[FOM] A historical question about notation

Thomas Kucera Thomas.Kucera at umanitoba.ca
Thu Aug 22 00:33:30 EDT 2013


I'm hesitant to rely on Wikipedia altogether, but re (5):

<http://en.wikipedia.org/wiki/Von_Neumann_universe>

attributes V (for "verum", 'true', 'reality') to Peano, 1889.

There is a brief, interesting account of the earliest (known to the author of the page) uses of the symbols of logic and set theory at 

<http://jeff560.tripod.com/set.html>

which attributes cup and cap for union and intersection again to Peano, 1888, much preceding the earliest use of \vee for 'or' (Russell, 1906, 1908) and \wedge for 'and' (Heyting, 1930).

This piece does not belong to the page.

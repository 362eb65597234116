//! Application services over the session state machine.

pub mod command_handlers;
pub mod query_handlers;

On Aug 19, 2013, at 22:57, <T.Forster at dpmms.cam.ac.uk>
 wrote:

> Over lunch today with one of the members of this list, the question of the notation for the empty set came up. I am wondering if listmembers can confirm the following allegations which i find floating around inside my head..
> 
> 1   The capital $\Lambda$ notation for the empty set (used by Russell and    Quine) is a capital `L' connoting German `leer';
> 
> 2   The `v' for disjunction comes from Latin `vel' meaning `or';
> 
> 3   `$\cup$' for set union derives from vel;  
> 4 `$\cap$' derives from `$\cup$' and `$\wedge$' analogously from `$\vee$' -
>   turning symbols upside-down connotes duality.
> 
> 5   `$V$' for the universe is an upside-down `$\Lambda$'.
> 
> I'm pretty sure about (2) but not at all confident about some of the others.